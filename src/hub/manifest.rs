//! Repository manifests
//!
//! A manifest summarises the seeds of one repository: which packages carry a
//! seed, their branches and row counts, and how many edges leave the package
//! or the repository. It is derived data, recomputed only when the content
//! hash over the repo's seed files changes.

use crate::edge::Edge;
use crate::identity::{EntityId, normalize_package};
use crate::storage::atomic::write_atomic;
use crate::storage::paths::{DEVAC_DIR, SEED_DIR, list_branches, live_seed_files};
use crate::storage::{RowCounts, SeedReader};
use crate::{DEFAULT_BRANCH, Result};
use chrono::{DateTime, Utc};
use ignore::WalkBuilder;
use serde::{Deserialize, Serialize};
use std::fs;
use std::path::{Path, PathBuf};

pub const MANIFEST_FILE: &str = "manifest.json";

/// Directories never searched for packages
const SKIP_DIRS: &[&str] = &[".git", "node_modules", "target", "dist", "build", ".venv"];

#[derive(Debug, Clone, PartialEq, Eq, Serialize, Deserialize)]
#[serde(rename_all = "camelCase")]
pub struct PackageManifest {
    /// Repo-relative path, `.` for the root package
    pub path: String,
    pub branches: Vec<String>,
    /// Live rows on the base branch
    pub row_counts: RowCounts,
    pub unresolved_refs: usize,
}

#[derive(Debug, Clone, PartialEq, Eq, Serialize, Deserialize)]
#[serde(rename_all = "camelCase")]
pub struct RepoManifest {
    pub repo_id: String,
    pub content_hash: String,
    pub packages: Vec<PackageManifest>,
    /// Edges whose target lives in another repository
    pub cross_repo_edges: usize,
    /// Edges whose target lives in another package of this repository
    pub cross_package_edges: usize,
    pub generated_at: DateTime<Utc>,
}

impl RepoManifest {
    pub fn package_paths(&self) -> Vec<String> {
        self.packages.iter().map(|p| p.path.clone()).collect()
    }

    /// Write to `<repo>/.devac/manifest.json`
    pub fn write_to(&self, repo_root: &Path) -> Result<PathBuf> {
        let path = repo_root.join(DEVAC_DIR).join(MANIFEST_FILE);
        write_atomic(&path, &serde_json::to_vec_pretty(self)?)?;
        Ok(path)
    }
}

/// Stable repo id: the normalised `origin` remote, else the directory name
pub fn repo_id_for(repo_root: &Path) -> String {
    if let Some(url) = origin_url(repo_root) {
        let id = normalize_remote(&url);
        if !id.is_empty() {
            return id;
        }
    }
    repo_root
        .file_name()
        .map(|n| n.to_string_lossy().into_owned())
        .unwrap_or_else(|| "repo".to_string())
}

fn origin_url(repo_root: &Path) -> Option<String> {
    let config = fs::read_to_string(repo_root.join(".git").join("config")).ok()?;
    let mut in_origin = false;
    for line in config.lines() {
        let line = line.trim();
        if line.starts_with('[') {
            in_origin = line == r#"[remote "origin"]"#;
            continue;
        }
        if in_origin {
            if let Some((key, value)) = line.split_once('=') {
                if key.trim() == "url" {
                    return Some(value.trim().to_string());
                }
            }
        }
    }
    None
}

/// `git@github.com:acme/app.git` and `https://github.com/acme/app` both
/// become `github.com/acme/app`.
pub fn normalize_remote(url: &str) -> String {
    let mut rest = url.trim();
    if let Some((_, after)) = rest.split_once("://") {
        rest = after;
    }
    if let Some((user, after)) = rest.split_once('@') {
        if !user.contains('/') {
            rest = after;
        }
    }
    let rest = rest.trim_end_matches('/');
    let rest = rest.strip_suffix(".git").unwrap_or(rest);

    // scp-like `host:org/repo`
    let joined = match rest.split_once(':') {
        Some((host, path)) if !path.starts_with(|c: char| c.is_ascii_digit()) => {
            format!("{}/{}", host, path)
        }
        Some((host, path)) => {
            // `host:port/org/repo`
            let path = path.split_once('/').map(|(_, p)| p).unwrap_or("");
            format!("{}/{}", host, path)
        }
        None => rest.to_string(),
    };
    joined.trim_matches('/').to_string()
}

/// Package roots under `repo_root` that hold a seed
pub fn discover_packages(repo_root: &Path) -> Vec<PathBuf> {
    let mut builder = WalkBuilder::new(repo_root);
    // seeds are usually gitignored and always hidden
    builder
        .hidden(false)
        .git_ignore(false)
        .git_global(false)
        .git_exclude(false)
        .ignore(false)
        .follow_links(false)
        .filter_entry(|entry| {
            let name = entry.file_name().to_string_lossy();
            !SKIP_DIRS.contains(&name.as_ref())
        });

    let mut packages: Vec<PathBuf> = builder
        .build()
        .filter_map(|entry| entry.ok())
        .filter(|entry| entry.file_type().is_some_and(|t| t.is_dir()))
        .filter(|entry| {
            entry.file_name() == SEED_DIR
                && entry.path().parent().and_then(|p| p.file_name()).is_some_and(|n| n == DEVAC_DIR)
        })
        .filter_map(|entry| entry.path().parent()?.parent().map(Path::to_path_buf))
        .collect();

    packages.sort();
    packages.dedup();
    packages
}

/// blake3 over the live seed files of every package.
///
/// Only `meta.json` and the generations it names count, so lock files,
/// superseded generations and leftovers of an interrupted write never change
/// the hash.
pub fn content_hash(repo_root: &Path, packages: &[PathBuf]) -> Result<String> {
    let mut files = Vec::new();
    for package in packages {
        files.extend(live_seed_files(package)?);
    }
    files.sort();

    let mut hasher = blake3::Hasher::new();
    for file in &files {
        let relative = file.strip_prefix(repo_root).unwrap_or(file);
        hasher.update(relative.to_string_lossy().as_bytes());
        hasher.update(&[0]);
        hasher.update(&fs::read(file)?);
        hasher.update(&[0]);
    }
    Ok(hasher.finalize().to_hex().to_string())
}

/// Compute the manifest of a repository from its seeds
pub fn compute_manifest(repo_id: &str, repo_root: &Path) -> Result<RepoManifest> {
    let package_roots = discover_packages(repo_root);
    let content_hash = content_hash(repo_root, &package_roots)?;

    let mut packages = Vec::with_capacity(package_roots.len());
    let mut cross_repo_edges = 0;
    let mut cross_package_edges = 0;

    for root in &package_roots {
        let relative = root.strip_prefix(repo_root).unwrap_or(root);
        let reader = SeedReader::open(root, DEFAULT_BRANCH);

        let mut row_counts = RowCounts::default();
        let mut unresolved_refs = 0;
        if reader.exists() {
            let edges = reader.edges()?;
            row_counts = RowCounts {
                nodes: reader.nodes()?.len(),
                edges: edges.len(),
                external_refs: reader.external_refs()?.len(),
                effects: reader.effects()?.len(),
            };
            unresolved_refs = reader.get_unresolved_refs(DEFAULT_BRANCH)?.len();

            for edge in &edges {
                match edge_scope(edge) {
                    EdgeScope::CrossRepo => cross_repo_edges += 1,
                    EdgeScope::CrossPackage => cross_package_edges += 1,
                    EdgeScope::Local => {}
                }
            }
        }

        packages.push(PackageManifest {
            path: normalize_package(&relative.to_string_lossy()),
            branches: list_branches(root)?,
            row_counts,
            unresolved_refs,
        });
    }

    Ok(RepoManifest {
        repo_id: repo_id.to_string(),
        content_hash,
        packages,
        cross_repo_edges,
        cross_package_edges,
        generated_at: Utc::now(),
    })
}

enum EdgeScope {
    Local,
    CrossPackage,
    CrossRepo,
}

fn edge_scope(edge: &Edge) -> EdgeScope {
    if edge.is_unresolved() {
        return EdgeScope::Local;
    }
    match (EntityId::parse(&edge.source_entity_id), EntityId::parse(&edge.target_entity_id)) {
        (Ok(source), Ok(target)) if target.is_cross_repo(&source.repo) => EdgeScope::CrossRepo,
        (Ok(source), Ok(target)) if source.package != target.package => EdgeScope::CrossPackage,
        _ => EdgeScope::Local,
    }
}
=======
- Activity
The material should be transcribed exactly, every line included.

- Worked solution
filename src/hub/manifest.rs
//! Repository manifests
//!
//! A manifest summarises the seeds of one repository: which packages carry a
//! seed, their branches and row counts, and how many edges leave the package
//! or the repository. It is derived data, recomputed only when the content
//! hash over the repo's seed files changes.

use crate::edge::Edge;
use crate::identity::{EntityId, normalize_package};
use crate::storage::atomic::write_atomic;
use crate::storage::paths::{DEVAC_DIR, SEED_DIR, list_branches, live_seed_files};
use crate::storage::{RowCounts, SeedReader};
use crate::{DEFAULT_BRANCH, Result};
use chrono::{DateTime, Utc};
use ignore::WalkBuilder;
use serde::{Deserialize, Serialize};
use std::fs;
use std::path::{Path, PathBuf};

pub const MANIFEST_FILE: &str = "manifest.json";

/// Directories never searched for packages
const SKIP_DIRS: &[&str] = &[".git", "node_modules", "target", "dist", "build", ".venv"];

#[derive(Debug, Clone, PartialEq, Eq, Serialize, Deserialize)]
#[serde(rename_all = "camelCase")]
pub struct PackageManifest {
    /// Repo-relative path, `.` for the root package
    pub path: String,
    pub branches: Vec<String>,
    /// Live rows on the base branch
    pub row_counts: RowCounts,
    pub unresolved_refs: usize,
}

#[derive(Debug, Clone, PartialEq, Eq, Serialize, Deserialize)]
#[serde(rename_all = "camelCase")]
pub struct RepoManifest {
    pub repo_id: String,
    pub content_hash: String,
    pub packages: Vec<PackageManifest>,
    /// Edges whose target lives in another repository
    pub cross_repo_edges: usize,
    /// Edges whose target lives in another package of this repository
    pub cross_package_edges: usize,
    pub generated_at: DateTime<Utc>,
}

impl RepoManifest {
    pub fn package_paths(&self) -> Vec<String> {
        self.packages.iter().map(|p| p.path.clone()).collect()
    }

    /// Write to `<repo>/.devac/manifest.json`
    pub fn write_to(&self, repo_root: &Path) -> Result<PathBuf> {
        let path = repo_root.join(DEVAC_DIR).join(MANIFEST_FILE);
        write_atomic(&path, &serde_json::to_vec_pretty(self)?)?;
        Ok(path)
    }
}

/// Stable repo id: the normalised `origin` remote, else the directory name
pub fn repo_id_for(repo_root: &Path) -> String {
    if let Some(url) = origin_url(repo_root) {
        let id = normalize_remote(&url);
        if !id.is_empty() {
            return id;
        }
    }
    repo_root
        .file_name()
        .map(|n| n.to_string_lossy().into_owned())
        .unwrap_or_else(|| "repo".to_string())
}

fn origin_url(repo_root: &Path) -> Option<String> {
    let config = fs::read_to_string(repo_root.join(".git").join("config")).ok()?;
    let mut in_origin = false;
    for line in config.lines() {
        let line = line.trim();
        if line.starts_with('[') {
            in_origin = line == r#"[remote "origin"]"#;
            continue;
        }
        if in_origin {
            if let Some((key, value)) = line.split_once('=') {
                if key.trim() == "url" {
                    return Some(value.trim().to_string());
                }
            }
        }
    }
    None
}

/// `git@github.com:acme/app.git` and `https://github.com/acme/app` both
/// become `github.com/acme/app`.
pub fn normalize_remote(url: &str) -> String {
    let mut rest = url.trim();
    if let Some((_, after)) = rest.split_once("://") {
        rest = after;
    }
    if let Some((user, after)) = rest.split_once('@') {
        if !user.contains('/') {
            rest = after;
        }
    }
    let rest = rest.trim_end_matches('/');
    let rest = rest.strip_suffix(".git").unwrap_or(rest);

    // scp-like `host:org/repo`
    let joined = match rest.split_once(':') {
        Some((host, path)) if !path.starts_with(|c: char| c.is_ascii_digit()) => {
            format!("{}/{}", host, path)
        }
        Some((host, path)) => {
            // `host:port/org/repo`
            let path = path.split_once('/').map(|(_, p)| p).unwrap_or("");
            format!("{}/{}", host, path)
        }
        None => rest.to_string(),
    };
    joined.trim_matches('/').to_string()
}

/// Package roots under `repo_root` that hold a seed
pub fn discover_packages(repo_root: &Path) -> Vec<PathBuf> {
    let mut builder = WalkBuilder::new(repo_root);
    // seeds are usually gitignored and always hidden
    builder
        .hidden(false)
        .git_ignore(false)
        .git_global(false)
        .git_exclude(false)
        .ignore(false)
        .follow_links(false)
        .filter_entry(|entry| {
            let name = entry.file_name().to_string_lossy();
            !SKIP_DIRS.contains(&name.as_ref())
        });

    let mut packages: Vec<PathBuf> = builder
        .build()
        .filter_map(|entry| entry.ok())
        .filter(|entry| entry.file_type().is_some_and(|t| t.is_dir()))
        .filter(|entry| {
            entry.file_name() == SEED_DIR
                && entry.path().parent().and_then(|p| p.file_name()).is_some_and(|n| n == DEVAC_DIR)
        })
        .filter_map(|entry| entry.path().parent()?.parent().map(Path::to_path_buf))
        .collect();

    packages.sort();
    packages.dedup();
    packages
}

/// blake3 over the live seed files of every package.
///
/// Only `meta.json` and the generations it names count, so lock files,
/// superseded generations and leftovers of an interrupted write never change
/// the hash.
pub fn content_hash(repo_root: &Path, packages: &[PathBuf]) -> Result<String> {
    let mut files = Vec::new();
    for package in packages {
        files.extend(live_seed_files(package)?);
    }
    files.sort();

    let mut hasher = blake3::Hasher::new();
    for file in &files {
        let relative = file.strip_prefix(repo_root).unwrap_or(file);
        hasher.update(relative.to_string_lossy().as_bytes());
        hasher.update(&[0]);
        hasher.update(&fs::read(file)?);
        hasher.update(&[0]);
    }
    Ok(hasher.finalize().to_hex().to_string())
}

/// Compute the manifest of a repository from its seeds
pub fn compute_manifest(repo_id: &str, repo_root: &Path) -> Result<RepoManifest> {
    let package_roots = discover_packages(repo_root);
    let content_hash = content_hash(repo_root, &package_roots)?;

    let mut packages = Vec::with_capacity(package_roots.len());
    let mut cross_repo_edges = 0;
    let mut cross_package_edges = 0;

    for root in &package_roots {
        let relative = root.strip_prefix(repo_root).unwrap_or(root);
        let reader = SeedReader::open(root, DEFAULT_BRANCH);

        let mut row_counts = RowCounts::default();
        let mut unresolved_refs = 0;
        if reader.exists() {
            let edges = reader.edges()?;
            row_counts = RowCounts {
                nodes: reader.nodes()?.len(),
                edges: edges.len(),
                external_refs: reader.external_refs()?.len(),
                effects: reader.effects()?.len(),
            };
            unresolved_refs = reader.get_unresolved_refs(DEFAULT_BRANCH)?.len();

            for edge in &edges {
                match edge_scope(edge) {
                    EdgeScope::CrossRepo => cross_repo_edges += 1,
                    EdgeScope::CrossPackage => cross_package_edges += 1,
                    EdgeScope::Local => {}
                }
            }
        }

        packages.push(PackageManifest {
            path: normalize_package(&relative.to_string_lossy()),
            branches: list_branches(root)?,
            row_counts,
            unresolved_refs,
        });
    }

    Ok(RepoManifest {
        repo_id: repo_id.to_string(),
        content_hash,
        packages,
        cross_repo_edges,
        cross_package_edges,
        generated_at: Utc::now(),
    })
}

enum EdgeScope {
    Local,
    CrossPackage,
    CrossRepo,
}

fn edge_scope(edge: &Edge) -> EdgeScope {
    if edge.is_unresolved() {
        return EdgeScope::Local;
    }
    match (EntityId::parse(&edge.source_entity_id), EntityId::parse(&edge.target_entity_id)) {
        (Ok(source), Ok(target)) if target.is_cross_repo(&source.repo) => EdgeScope::CrossRepo,
        (Ok(source), Ok(target)) if source.package != target.package => EdgeScope::CrossPackage,
        _ => EdgeScope::Local,
    }
}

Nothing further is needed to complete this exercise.